Exercise
Search term "share": please show all lines in the listing that contain it.
____
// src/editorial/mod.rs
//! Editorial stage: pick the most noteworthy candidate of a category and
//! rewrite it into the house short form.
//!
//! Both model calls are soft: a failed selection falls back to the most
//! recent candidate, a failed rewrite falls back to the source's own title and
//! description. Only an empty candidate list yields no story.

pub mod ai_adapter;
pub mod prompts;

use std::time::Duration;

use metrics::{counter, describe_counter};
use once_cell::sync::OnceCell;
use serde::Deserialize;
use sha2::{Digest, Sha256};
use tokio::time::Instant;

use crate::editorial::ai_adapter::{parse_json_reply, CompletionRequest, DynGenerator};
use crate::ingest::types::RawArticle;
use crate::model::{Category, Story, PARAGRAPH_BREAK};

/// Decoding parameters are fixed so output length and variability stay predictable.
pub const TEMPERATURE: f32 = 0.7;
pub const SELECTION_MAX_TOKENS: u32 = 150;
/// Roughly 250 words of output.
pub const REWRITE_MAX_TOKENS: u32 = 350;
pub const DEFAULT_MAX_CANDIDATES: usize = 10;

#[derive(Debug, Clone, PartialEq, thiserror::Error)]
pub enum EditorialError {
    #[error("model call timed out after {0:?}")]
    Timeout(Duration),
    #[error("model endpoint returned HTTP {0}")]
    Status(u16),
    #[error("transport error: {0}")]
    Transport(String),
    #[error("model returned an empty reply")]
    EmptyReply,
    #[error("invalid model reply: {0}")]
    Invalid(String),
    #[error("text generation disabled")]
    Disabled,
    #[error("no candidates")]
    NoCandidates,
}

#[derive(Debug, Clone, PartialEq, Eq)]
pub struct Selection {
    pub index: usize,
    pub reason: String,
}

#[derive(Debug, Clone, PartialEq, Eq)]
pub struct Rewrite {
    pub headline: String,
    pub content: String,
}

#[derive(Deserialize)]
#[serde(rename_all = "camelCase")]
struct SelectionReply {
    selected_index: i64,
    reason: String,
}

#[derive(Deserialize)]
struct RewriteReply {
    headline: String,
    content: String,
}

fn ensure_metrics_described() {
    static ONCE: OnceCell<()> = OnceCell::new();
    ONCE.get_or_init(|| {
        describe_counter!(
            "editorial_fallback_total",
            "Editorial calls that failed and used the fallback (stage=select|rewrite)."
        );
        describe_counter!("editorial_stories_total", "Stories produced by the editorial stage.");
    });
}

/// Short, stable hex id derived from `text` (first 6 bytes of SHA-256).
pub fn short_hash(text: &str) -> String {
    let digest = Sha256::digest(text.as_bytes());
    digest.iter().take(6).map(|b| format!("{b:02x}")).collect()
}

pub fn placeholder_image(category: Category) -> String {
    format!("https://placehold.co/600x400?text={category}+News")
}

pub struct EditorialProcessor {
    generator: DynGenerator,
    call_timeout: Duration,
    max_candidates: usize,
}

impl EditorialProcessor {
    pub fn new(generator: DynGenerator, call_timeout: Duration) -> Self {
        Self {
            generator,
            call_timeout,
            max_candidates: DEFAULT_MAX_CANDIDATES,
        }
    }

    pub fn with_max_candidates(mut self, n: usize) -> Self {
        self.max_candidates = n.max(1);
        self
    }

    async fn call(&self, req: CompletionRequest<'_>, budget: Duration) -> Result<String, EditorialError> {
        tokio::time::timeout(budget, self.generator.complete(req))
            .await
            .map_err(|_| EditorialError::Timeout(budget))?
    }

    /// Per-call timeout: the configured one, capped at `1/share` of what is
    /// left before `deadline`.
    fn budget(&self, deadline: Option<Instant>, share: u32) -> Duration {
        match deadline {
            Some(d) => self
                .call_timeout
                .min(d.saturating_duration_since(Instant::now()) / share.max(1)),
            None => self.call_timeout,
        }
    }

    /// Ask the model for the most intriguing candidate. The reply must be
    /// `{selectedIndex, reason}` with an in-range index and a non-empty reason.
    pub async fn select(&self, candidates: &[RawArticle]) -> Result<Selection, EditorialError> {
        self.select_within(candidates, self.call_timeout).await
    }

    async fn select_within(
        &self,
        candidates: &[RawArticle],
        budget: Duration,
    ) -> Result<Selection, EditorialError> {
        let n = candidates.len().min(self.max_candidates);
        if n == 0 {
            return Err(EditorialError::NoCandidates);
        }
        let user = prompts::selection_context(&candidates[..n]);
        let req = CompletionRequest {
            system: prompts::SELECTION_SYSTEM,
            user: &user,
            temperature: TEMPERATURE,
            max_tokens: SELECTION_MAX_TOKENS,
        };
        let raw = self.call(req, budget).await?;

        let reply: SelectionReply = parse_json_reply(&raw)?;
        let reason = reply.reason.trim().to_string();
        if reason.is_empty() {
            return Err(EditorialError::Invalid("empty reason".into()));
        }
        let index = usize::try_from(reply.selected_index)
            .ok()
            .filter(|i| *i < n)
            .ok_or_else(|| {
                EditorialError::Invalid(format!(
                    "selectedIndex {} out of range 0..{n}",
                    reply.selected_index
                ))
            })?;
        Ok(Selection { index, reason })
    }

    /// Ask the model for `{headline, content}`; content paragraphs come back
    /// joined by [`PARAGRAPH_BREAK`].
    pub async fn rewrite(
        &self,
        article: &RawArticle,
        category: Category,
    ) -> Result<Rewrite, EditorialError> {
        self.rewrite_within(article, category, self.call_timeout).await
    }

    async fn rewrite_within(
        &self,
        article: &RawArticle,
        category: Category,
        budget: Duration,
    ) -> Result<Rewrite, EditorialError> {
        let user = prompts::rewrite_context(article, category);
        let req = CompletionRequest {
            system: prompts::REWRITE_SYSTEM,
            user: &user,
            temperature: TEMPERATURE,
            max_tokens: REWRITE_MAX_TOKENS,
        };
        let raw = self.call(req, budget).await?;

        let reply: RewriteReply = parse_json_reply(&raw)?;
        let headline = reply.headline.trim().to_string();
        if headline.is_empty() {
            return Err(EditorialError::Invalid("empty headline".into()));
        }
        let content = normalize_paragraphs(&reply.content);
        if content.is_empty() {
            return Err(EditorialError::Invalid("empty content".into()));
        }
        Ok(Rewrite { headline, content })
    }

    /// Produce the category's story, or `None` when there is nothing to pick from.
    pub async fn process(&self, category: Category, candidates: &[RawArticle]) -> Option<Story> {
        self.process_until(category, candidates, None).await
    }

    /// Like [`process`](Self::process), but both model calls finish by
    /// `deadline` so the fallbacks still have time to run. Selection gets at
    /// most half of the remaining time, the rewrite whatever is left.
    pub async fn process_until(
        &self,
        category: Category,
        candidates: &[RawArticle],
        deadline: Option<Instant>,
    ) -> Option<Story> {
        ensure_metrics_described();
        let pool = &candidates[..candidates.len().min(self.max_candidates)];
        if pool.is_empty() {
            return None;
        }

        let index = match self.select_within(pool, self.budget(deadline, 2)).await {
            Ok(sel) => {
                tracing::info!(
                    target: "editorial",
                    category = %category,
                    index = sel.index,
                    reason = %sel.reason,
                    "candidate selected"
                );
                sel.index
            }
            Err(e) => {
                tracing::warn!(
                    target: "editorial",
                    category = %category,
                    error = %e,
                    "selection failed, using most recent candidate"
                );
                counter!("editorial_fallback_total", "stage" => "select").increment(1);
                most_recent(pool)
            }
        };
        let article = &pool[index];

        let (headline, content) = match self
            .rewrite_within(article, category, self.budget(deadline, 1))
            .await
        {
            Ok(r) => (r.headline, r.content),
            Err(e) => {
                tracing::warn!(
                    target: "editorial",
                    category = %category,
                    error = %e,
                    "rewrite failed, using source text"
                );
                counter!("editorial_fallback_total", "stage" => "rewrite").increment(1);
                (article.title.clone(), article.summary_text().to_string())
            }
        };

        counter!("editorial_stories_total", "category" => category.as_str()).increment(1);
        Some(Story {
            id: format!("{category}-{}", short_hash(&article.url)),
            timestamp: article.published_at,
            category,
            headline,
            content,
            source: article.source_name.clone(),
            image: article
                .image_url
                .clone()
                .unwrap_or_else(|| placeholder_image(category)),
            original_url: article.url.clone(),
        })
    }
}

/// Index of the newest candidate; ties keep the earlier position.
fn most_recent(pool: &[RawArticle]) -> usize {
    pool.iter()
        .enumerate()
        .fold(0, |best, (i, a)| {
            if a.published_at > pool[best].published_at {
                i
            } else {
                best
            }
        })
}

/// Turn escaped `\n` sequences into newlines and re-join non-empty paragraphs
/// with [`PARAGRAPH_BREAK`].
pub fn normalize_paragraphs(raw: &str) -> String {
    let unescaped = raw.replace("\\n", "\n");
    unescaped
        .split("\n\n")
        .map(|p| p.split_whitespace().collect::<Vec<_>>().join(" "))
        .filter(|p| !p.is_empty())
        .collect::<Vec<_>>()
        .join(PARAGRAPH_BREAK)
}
____
Exercise result
    /// Per-call timeout: the configured one, capped at `1/share` of what is
    fn budget(&self, deadline: Option<Instant>, share: u32) -> Duration {
                .min(d.saturating_duration_since(Instant::now()) / share.max(1)),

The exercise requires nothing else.